From Optimization to Computation : Metaheuristic Control of Optical Fiber Systems and Optical Computing

Abstract

The propagation of optical pulses in fibers exhibits complex nonlinear dynamics, especially in the femtosecond regime, where spectral features are highly sensitive to input parameters. With growing demand for specialized light sources, controlling these features is crucial. However, the interaction between pulse input parameters and resulting features after its nonlinear propagation is non-trivial. Machine learning has emerged as a powerful tool for creating new functionality and improving the performance of many complex systems, without needing precise models. ln this thesis, we combine machine learning algorithms with nonlinear propagation of short pulses in two ways: (i) we leverage advanced numerical algorithms for systematic control and optimization of nonlinear pulse propagation. (ii) We explore the use of optical fibers as platforms for computing.

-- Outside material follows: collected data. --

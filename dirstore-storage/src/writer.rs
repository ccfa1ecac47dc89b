//! Atomic Writer
//!
//! Objects are staged in a temporary file next to their final path and renamed
//! into place once the whole body has been written. Readers therefore see
//! either the previous object or the complete new one, never a partial file.

use crate::body::Body;
use dirstore_core::{STAGING_PREFIX, STAGING_SUFFIX};
use metrics::counter;
use std::ffi::OsStr;
use std::fs::{self, File};
use std::io::{self, Write};
use std::path::Path;
use tempfile::{Builder, NamedTempFile};
use tracing::{debug, warn};

/// Whether `name` looks like an in-flight staging file.
pub(crate) fn is_staging_name(name: &OsStr) -> bool {
    name.to_str().map_or(false, dirstore_core::is_staging_name)
}

/// Write `body` to `target`, creating missing parent directories first.
///
/// Parent directories stay behind even when the write fails. On failure the
/// staging file is removed before the original error is returned.
pub fn write_atomic(target: &Path, body: Body, sync: bool) -> io::Result<u64> {
    let result = stage_and_publish(target, body, sync);
    match &result {
        Ok(written) => {
            counter!("dirstore_objects_saved_total").increment(1);
            counter!("dirstore_bytes_written_total").increment(*written);
            debug!(path = %target.display(), bytes = written, "object saved");
        }
        Err(err) => {
            counter!("dirstore_save_failures_total").increment(1);
            debug!(path = %target.display(), error = %err, "object save failed");
        }
    }
    result
}

fn stage_and_publish(target: &Path, body: Body, sync: bool) -> io::Result<u64> {
    let parent = target.parent().ok_or_else(|| {
        io::Error::new(
            io::ErrorKind::InvalidInput,
            format!("{} has no parent directory", target.display()),
        )
    })?;
    fs::create_dir_all(parent)?;

    // make_in hands back the open error untouched, errno included.
    let mut staged = Builder::new()
        .prefix(STAGING_PREFIX)
        .suffix(STAGING_SUFFIX)
        .make_in(parent, open_staging)?;
    let written = match fill(&mut staged, body, sync) {
        Ok(written) => written,
        Err(err) => {
            discard(staged);
            return Err(err);
        }
    };

    if let Err(err) = staged.persist(target) {
        discard(err.file);
        return Err(err.error);
    }

    if sync {
        sync_dir(parent);
    }
    Ok(written)
}

// Published objects get the usual umask-filtered mode, not 0600.
#[cfg(unix)]
fn open_staging(path: &Path) -> io::Result<File> {
    use std::os::unix::fs::OpenOptionsExt;
    fs::OpenOptions::new()
        .write(true)
        .create_new(true)
        .mode(0o666)
        .open(path)
}

#[cfg(not(unix))]
fn open_staging(path: &Path) -> io::Result<File> {
    fs::OpenOptions::new().write(true).create_new(true).open(path)
}

fn fill(staged: &mut NamedTempFile, body: Body, sync: bool) -> io::Result<u64> {
    let file = staged.as_file_mut();
    let written = body.write_to(file)?;
    file.flush()?;
    if sync {
        file.sync_all()?;
    }
    Ok(written)
}

fn discard(staged: NamedTempFile) {
    let path = staged.path().to_path_buf();
    if let Err(err) = staged.close() {
        warn!(path = %path.display(), error = %err, "failed to remove staging file");
    }
}

/// Flush the directory entry of a freshly renamed object. Failures are logged:
/// the object is already published at this point.
#[cfg(unix)]
fn sync_dir(dir: &Path) {
    if let Err(err) = File::open(dir).and_then(|d| d.sync_all()) {
        warn!(dir = %dir.display(), error = %err, "failed to sync directory");
    }
}

#[cfg(not(unix))]
fn sync_dir(_dir: &Path) {}
//! Path Mapper
//!
//! Turns a storage root plus a (directory key, object key) pair into a
//! filesystem path, and derives the public URL of an object.

use dirstore_core::{DirectoryKey, ObjectKey};
use percent_encoding::{utf8_percent_encode, AsciiSet, NON_ALPHANUMERIC};
use std::path::{Path, PathBuf};

/// Everything except RFC 3986 unreserved characters is escaped. `/` is never
/// encoded because keys are encoded segment by segment.
const SEGMENT: &AsciiSet = &NON_ALPHANUMERIC
    .remove(b'-')
    .remove(b'.')
    .remove(b'_')
    .remove(b'~');

/// Path of the directory `root/directory`.
pub fn directory_path(root: &Path, directory: &DirectoryKey) -> PathBuf {
    let mut path = root.to_path_buf();
    path.extend(directory.segments());
    path
}

/// Path of the object `root/directory/key`.
///
/// Keys are validated on construction, so the result is always lexically
/// beneath `root`.
pub fn resolve(root: &Path, directory: &DirectoryKey, key: &ObjectKey) -> PathBuf {
    let mut path = directory_path(root, directory);
    path.extend(key.segments());
    path
}

/// `endpoint/<escaped directory>/<escaped key>`, or `None` without an endpoint.
pub fn public_url(
    endpoint: Option<&str>,
    directory: &DirectoryKey,
    key: &ObjectKey,
) -> Option<String> {
    let endpoint = endpoint.map(str::trim).filter(|e| !e.is_empty())?;
    let mut url = endpoint.trim_end_matches('/').to_string();
    for segment in directory.segments().chain(key.segments()) {
        url.push('/');
        url.extend(utf8_percent_encode(segment, SEGMENT));
    }
    Some(url)
}
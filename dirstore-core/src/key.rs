//! Directory and object keys.
//!
//! A key is a caller-supplied string of `/`-separated segments. Keys are
//! validated once, at construction, so that every key value in the system maps
//! to a path lexically beneath the storage root.

use serde::{Deserialize, Serialize};
use std::fmt;
use std::path::{Component, Path};
use std::str::FromStr;

#[derive(Debug, Clone, PartialEq, Eq, thiserror::Error)]
pub enum KeyError {
    #[error("key must contain at least one path segment")]
    Empty,

    #[error("key {0:?} escapes the storage root")]
    Traversal(String),

    #[error("key {0:?} is absolute")]
    Absolute(String),

    #[error("key contains invalid character {0:?}")]
    InvalidCharacter(char),

    #[error("key segment {0:?} uses the reserved staging-file name pattern")]
    Reserved(String),
}

/// Name prefix of in-flight staging files written next to objects.
pub const STAGING_PREFIX: &str = ".dirstore-";
/// Name suffix of in-flight staging files.
pub const STAGING_SUFFIX: &str = ".tmp";

/// Whether `name` looks like an in-flight staging file.
pub fn is_staging_name(name: &str) -> bool {
    name.starts_with(STAGING_PREFIX) && name.ends_with(STAGING_SUFFIX)
}

fn validate(raw: &str) -> Result<(), KeyError> {
    if raw.contains('\0') {
        return Err(KeyError::InvalidCharacter('\0'));
    }
    if raw.starts_with('/') {
        return Err(KeyError::Absolute(raw.to_string()));
    }
    for component in Path::new(raw).components() {
        match component {
            Component::Prefix(_) | Component::RootDir => {
                return Err(KeyError::Absolute(raw.to_string()))
            }
            Component::ParentDir => return Err(KeyError::Traversal(raw.to_string())),
            Component::CurDir | Component::Normal(_) => {}
        }
    }
    if raw.split('/').any(|segment| segment == "..") {
        return Err(KeyError::Traversal(raw.to_string()));
    }
    if let Some(segment) = segments_of(raw).find(|segment| is_staging_name(segment)) {
        return Err(KeyError::Reserved(segment.to_string()));
    }
    if segments_of(raw).next().is_none() {
        return Err(KeyError::Empty);
    }
    Ok(())
}

fn segments_of(raw: &str) -> impl Iterator<Item = &str> {
    raw.split('/')
        .filter(|segment| !segment.is_empty() && *segment != ".")
}

macro_rules! key_type {
    ($(#[$meta:meta])* $name:ident) => {
        $(#[$meta])*
        #[derive(Debug, Clone, PartialEq, Eq, Hash, PartialOrd, Ord, Serialize, Deserialize)]
        #[serde(try_from = "String", into = "String")]
        pub struct $name(String);

        impl $name {
            pub fn new(raw: impl Into<String>) -> Result<Self, KeyError> {
                let raw = raw.into();
                validate(&raw)?;
                Ok(Self(raw))
            }

            pub fn as_str(&self) -> &str {
                &self.0
            }

            /// Normal path segments of the key, in order.
            pub fn segments(&self) -> impl Iterator<Item = &str> {
                segments_of(&self.0)
            }
        }

        impl fmt::Display for $name {
            fn fmt(&self, f: &mut fmt::Formatter<'_>) -> fmt::Result {
                f.write_str(&self.0)
            }
        }

        impl FromStr for $name {
            type Err = KeyError;

            fn from_str(s: &str) -> Result<Self, Self::Err> {
                Self::new(s)
            }
        }

        impl TryFrom<&str> for $name {
            type Error = KeyError;

            fn try_from(value: &str) -> Result<Self, Self::Error> {
                Self::new(value)
            }
        }

        impl TryFrom<String> for $name {
            type Error = KeyError;

            fn try_from(value: String) -> Result<Self, Self::Error> {
                Self::new(value)
            }
        }

        impl From<$name> for String {
            fn from(key: $name) -> Self {
                key.0
            }
        }

        impl AsRef<str> for $name {
            fn as_ref(&self) -> &str {
                &self.0
            }
        }
    };
}

key_type!(
    /// Prefix portion of a storage path: the bucket name plus any virtual
    /// subfolders.
    DirectoryKey
);

key_type!(
    /// Suffix portion of a storage path, naming one object beneath a
    /// [`DirectoryKey`].
    ObjectKey
);
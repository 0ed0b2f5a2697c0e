//! Error handling for the quiz application

use crate::services::store::StoreError;
use crate::speech::SpeechError;
use thiserror::Error;

/// Errors that end a quiz session early.
///
/// Everything else (silence, declined confirmations, failed saves, failed
/// speech output) is absorbed by the session and reported in its summary.
#[derive(Debug, Error)]
pub enum SessionError {
    #[error("speech input failed {attempts} times in a row: {source}")]
    ListenerUnavailable {
        attempts: u32,
        #[source]
        source: SpeechError,
    },

    #[error("could not load cards: {0}")]
    Store(#[from] StoreError),
}

/// Result type alias for session operations
pub type Result<T> = std::result::Result<T, SessionError>;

We implement a rapid and flexible genetic algorithm on various fiber systems, demonstrating its capability for self-alignment and drive-resilience. First, we control fiber instabilities from a noise-like pulse cavity, reaching a stable state in just a few minutes. Second, we apply the same principle to the coupling of orbital angular momentum modes to a fiber, stabilizing the system for over a day. Third, we leverage several metaheuristic algorithms for the spectral shaping of supercontinuum gener­ation, controlling up to four wavelengths at the same time. We use simulations to guide the implementation of the experiments. We then compare their performances in order to build a guide for implementing these systems effectively in other complex nonlinear systems. Finally, we use the properties of light to transform our photonic system into a computing platform. We investigate experimentally highly nonlinear fibers to replace traditional electronic architecture by leveraging nonlinear pulse propagation.

The results in this thesis compare metaheuristic algorithms for three optical complex systems. We also show the experimental characterizations of a physical artificial neural network. Furthermore, the methods introduced in this thesis demonstrate the potential capabilities when photonics and machine learning techniques are implemented to synergistically support each other.